To evaluate the effect of ischemia time on the expression of Bcl-2 and p53 proteins on freshly fixed and cryopreserved-thawed ovarian tissue. Experimental study using porcine animal model. Biological Resources Unit, Cleveland Clinic Foundation. Eight nonpregnant adult sows. Bilateral oophorectomy was performed in eight sows and the ovaries were subjected to time-dependent (1, 10, 20, and 30 min) warm ischemia (room temperature). Each specimen was divided into two parts, One was fixed as a fresh tissue (freshly fixed) and the other was subjected to cryopreservation, thawing, and fixation (cryopreserved). Apoptosis (TUNEL assay) and Bcl-2 and p53 protein expression (immunoperoxidase method) were assessed. At 1, 10, 20, 30 min of warm ischemia the apoptotic indices were: 1) statistically significantly higher in the atretic (1.36 +/- 0.20, 1.59 +/- 0.20, 1.67 +/- 0.22, and 1.67 +/- 0.24, respectively) than in the nonatretic follicles (0.69 +/- 0.06, 0.69 +/- 0.06, 0.76 +/-, and 0.06, 0.71 +/- 0.06, respectively; P<.05); 2) not significantly different between freshly fixed and cryopreserved tissues; and 3) nonsignificantly higher with the increased duration of ischemia. Bcl-2 expression was seen in the granulosa but not in the theca cells of most of the healthy and occasional atretic follicles. p53 expression was seen only in few atretic follicles.
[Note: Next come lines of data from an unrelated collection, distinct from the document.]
//! Error types for the relocation core
//!
//! Input errors and empty results are kept apart so callers can tell
//! "you asked for something invalid" from "there was nothing to do".

use thiserror::Error;

/// Errors that can occur while selecting or acting on voice members
#[derive(Debug, Error)]
pub enum RelocError {
    /// None of the referenced channels resolved to a voice channel
    #[error("Invalid channel")]
    InvalidChannel,

    /// None of the referenced roles exist in the guild
    #[error("Invalid role")]
    InvalidRole,

    /// No users were referenced
    #[error("No users specified")]
    NoUsers,

    /// More targets were referenced than a source allows
    #[error("Too many {kind}: at most {max} allowed")]
    TooManyTargets { kind: &'static str, max: usize },

    /// Source and target channel of a move are the same
    #[error("Channels are identical")]
    IdenticalChannels,

    /// The request was not made from within a guild
    #[error("Not in a guild")]
    NotInGuild,

    /// The source resolved but holds no eligible members
    #[error("No users found in voice channels")]
    NoMembers,

    /// The member could not be found in the guild
    #[error("Could not find member {0}")]
    MemberNotFound(u64),

    /// The member is not connected to a voice channel
    #[error("Member is not in a voice channel")]
    NotInVoice,

    /// Discord API error
    #[error("Discord API error: {0}")]
    DiscordApi(#[from] Box<poise::serenity_prelude::Error>),

    /// Any other platform failure
    #[error("Platform error: {0}")]
    Platform(String),
}

impl From<poise::serenity_prelude::Error> for RelocError {
    fn from(error: poise::serenity_prelude::Error) -> Self {
        Self::DiscordApi(Box::new(error))
    }
}

impl From<String> for RelocError {
    fn from(message: String) -> Self {
        Self::Platform(message)
    }
}

impl RelocError {
    /// Whether the error stems from an invalid or unresolvable request
    #[must_use]
    pub const fn is_input_error(&self) -> bool {
        matches!(
            self,
            Self::InvalidChannel
                | Self::InvalidRole
                | Self::NoUsers
                | Self::TooManyTargets { .. }
                | Self::IdenticalChannels
                | Self::NotInGuild
        )
    }

    /// Whether the request was valid but matched nobody
    #[must_use]
    pub const fn is_empty_result(&self) -> bool {
        matches!(self, Self::NoMembers)
    }
}

/// Result type for relocation operations
pub type RelocResult<T> = Result<T, RelocError>;

#[cfg(test)]
mod tests {
    use super::*;

    #[test]
    fn test_error_display() {
        assert_eq!(RelocError::InvalidChannel.to_string(), "Invalid channel");
        assert_eq!(
            RelocError::IdenticalChannels.to_string(),
            "Channels are identical"
        );
        assert_eq!(
            RelocError::TooManyTargets {
                kind: "channels",
                max: 5
            }
            .to_string(),
            "Too many channels: at most 5 allowed"
        );

        let error = RelocError::from("gateway closed".to_string());
        assert_eq!(error.to_string(), "Platform error: gateway closed");
    }

    #[test]
    fn test_error_classification() {
        assert!(RelocError::InvalidRole.is_input_error());
        assert!(RelocError::IdenticalChannels.is_input_error());
        assert!(!RelocError::InvalidRole.is_empty_result());

        assert!(RelocError::NoMembers.is_empty_result());
        assert!(!RelocError::NoMembers.is_input_error());

        let platform = RelocError::Platform("denied".to_string());
        assert!(!platform.is_input_error());
        assert!(!platform.is_empty_result());
    }
}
Increased duration of ischemia was associated with insignificant incremental rise of the number of follicles with Bcl-2 expression (1.82 +/- 0.30, 2.01 +/- 0.44, 2.02 +/- and 0.35, 2.05 +/- 0.42 for healthy follicles at 1, 10, 20, and 30 min, respectively; P=.99). (1) Apoptosis is involved in follicular atresia; (2) Bcl-2 is induced by warm ischemia; and (3) cryopreservation insult does not alter the apoptotic signals with short tissue preparation time.